Lorenzo de la Hidalga (4 July 1810 – 1872) was a Spanish architect who spent most of his career in Mexico. Few of his buildings have survived, due to earthquakes, urban redevelopment, and other factors.

== Biography ==
He was born in Vitoria-Gasteiz in 1810. While still rather young, he enrolled at the Academia de Bellas Artes de San Fernando in Madrid; graduating in 1836 with a degree in architecture. He then spent some time in Paris, where he was inspired by the Neo-Classical ideals that were prevalent at the time, as well as the latest concepts concerning structural function, and the works of contemporary architects.

Family circumstances took him to Mexico in 1838, where he married Ana García Icazbalceta, elder sister of the noted historian Joaquín García Icazbalceta. They settled in Mexico City; soon becoming a part of the intellectual and cultural circles there. He also performed construction work on several of her family's estates. He was honored by the Academia de San Carlos, although he chose not to teach there.

In terms of politics, he proved to be very adaptable, working for both President Santa Anna and Emperor Maximilian I. In the 1840s, during the time he worked for the president, he was commissioned by a businessman, Francisco Arbeu, to build the Gran Teatro Santa Anna, which, after several name changes, came to be known as the Gran Teatro Nacional.

In that same period, he built the market at the Plaza del Volador, and worked on a project to create a monument to the heroes of Mexican Independence, to be placed in the Plaza de la Constitución.
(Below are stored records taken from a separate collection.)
//! Configuration errors and validation diagnostics.

use super::FieldPath;
use owo_colors::OwoColorize;
use std::fmt;
use std::path::PathBuf;
use thiserror::Error;

/// Errors that stop `typage` before any page is compiled.
#[derive(Debug, Error)]
pub enum ConfigError {
    #[error("cannot read `{0}`")]
    Io(PathBuf, #[source] std::io::Error),

    #[error("invalid typage.toml")]
    Toml(#[from] toml::de::Error),

    #[error("`{0}` not found, run `typage init` to create a new site")]
    NotFound(PathBuf),

    #[error("invalid configuration: {0}")]
    Validation(String),

    #[error("content directory `{0}` does not exist")]
    MissingContent(PathBuf),

    #[error("compiler `{0}` not found in PATH, install typst or set `build.typst.command`")]
    CompilerNotFound(String),

    #[error("{0}")]
    Diagnostics(ConfigDiagnostics),
}

/// One rejected field.
#[derive(Debug, Clone)]
struct Issue {
    field: FieldPath,
    message: String,
    hint: Option<String>,
}

/// Field errors gathered from every section, reported in one go.
#[derive(Debug, Default)]
pub struct ConfigDiagnostics {
    issues: Vec<Issue>,
}

impl ConfigDiagnostics {
    pub fn new() -> Self {
        Self::default()
    }

    pub fn error(&mut self, field: FieldPath, message: impl Into<String>) {
        self.push(field, message.into(), None);
    }

    pub fn error_with_hint(
        &mut self,
        field: FieldPath,
        message: impl Into<String>,
        hint: impl Into<String>,
    ) {
        self.push(field, message.into(), Some(hint.into()));
    }

    fn push(&mut self, field: FieldPath, message: String, hint: Option<String>) {
        self.issues.push(Issue {
            field,
            message,
            hint,
        });
    }

    /// `Err` carrying every issue, `Ok` when the config is clean.
    pub fn into_result(self) -> Result<(), ConfigError> {
        if self.issues.is_empty() {
            Ok(())
        } else {
            Err(ConfigError::Diagnostics(self))
        }
    }

    /// Rejected fields, in the order they were reported.
    #[cfg(test)]
    pub fn fields(&self) -> Vec<&str> {
        self.issues.iter().map(|issue| issue.field.as_str()).collect()
    }
}

impl fmt::Display for ConfigDiagnostics {
    fn fmt(&self, f: &mut fmt::Formatter<'_>) -> fmt::Result {
        write!(
            f,
            "{} ({} field(s))",
            "typage.toml rejected".red().bold(),
            self.issues.len()
        )?;
        for issue in &self.issues {
            write!(f, "\n  {}: {}", issue.field.as_str().cyan(), issue.message)?;
            if let Some(hint) = &issue.hint {
                write!(f, "\n    {} {}", "hint:".yellow(), hint)?;
            }
        }
        Ok(())
    }
}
The project was never completed. Later, during the short-lived Second Mexican Empire, he was named Arquitecto del Palacio y de la Iglesia Catedral, and worked on several more projects that were never brought to fruition, due to the unstable political situation. In 1872, he died in Mexico City.

His works have not fared well. The Gran Teatro Nacional was demolished in 1901 to extend and widen the Avenida Cinco del Mayo, and the Plaza de Volador was destroyed by a fire in 1870. The current Tampico Cathedral is a restoration. The central nave of his original structure collapsed in 1917, and one of its towers was destroyed by lightning in 1922. An aqueduct in Puebla survived until the earthquake of 2017. One of his few remaining original works is the cupola at Santa Teresa la Antigua, a former convent which is now an art center. It was a replacement for the original, which had been toppled by an earthquake in 1845.